Stored data
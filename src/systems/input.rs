//! Input dispatch system.
//!
//! Drains [`RawInputQueue`], translates each event through the
//! [`InputDispatcher`] (which notifies its listeners), forwards the result to
//! the active screen and triggers an [`InputEvent`] for any observers.
use bevy_ecs::prelude::*;
use log::trace;

use crate::game::{GameContext, GameScreens};
use crate::resources::input::{InputDispatcher, RawInputQueue};

pub fn dispatch_input(
    mut queue: ResMut<RawInputQueue>,
    mut dispatcher: NonSendMut<InputDispatcher>,
    mut screens: NonSendMut<GameScreens>,
    mut ctx: NonSendMut<GameContext>,
    mut commands: Commands,
) {
    for raw in queue.drain() {
        let Some(event) = dispatcher.handle_input(&raw) else {
            continue;
        };
        trace!("Input {} {:?}", event.input_id, event.data);
        screens.on_input(&mut ctx, &event.input_id, &event.data);
        commands.trigger(event);
    }
}
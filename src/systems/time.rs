//! Time update system.
//!
//! Updates the shared [`WorldTime`](crate::resources::worldtime::WorldTime)
//! resource once per frame, applying `time_scale` to the provided delta.
use bevy_ecs::prelude::*;

use crate::resources::worldtime::WorldTime;

/// Update elapsed and delta seconds on the `WorldTime` resource.
///
/// `dt` is the unscaled frame delta in seconds. The scaled value is written
/// to `delta` and accumulated into `elapsed`; `frame_count` goes up by one.
pub fn update_world_time(world: &mut World, dt: f32) {
    let mut wt = world.resource_mut::<WorldTime>();
    let scaled_dt = dt * wt.time_scale;
    wt.elapsed += scaled_dt;
    wt.delta = scaled_dt;
    wt.frame_count += 1;
}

*ACTION ITEM:*
From the line with "goes up by one." to the final line of the data above, please reproduce every line exactly and add nothing.

*WRITTEN ANSWER:*
/// to `delta` and accumulated into `elapsed`; `frame_count` goes up by one.
pub fn update_world_time(world: &mut World, dt: f32) {
    let mut wt = world.resource_mut::<WorldTime>();
    let scaled_dt = dt * wt.time_scale;
    wt.elapsed += scaled_dt;
    wt.delta = scaled_dt;
    wt.frame_count += 1;
}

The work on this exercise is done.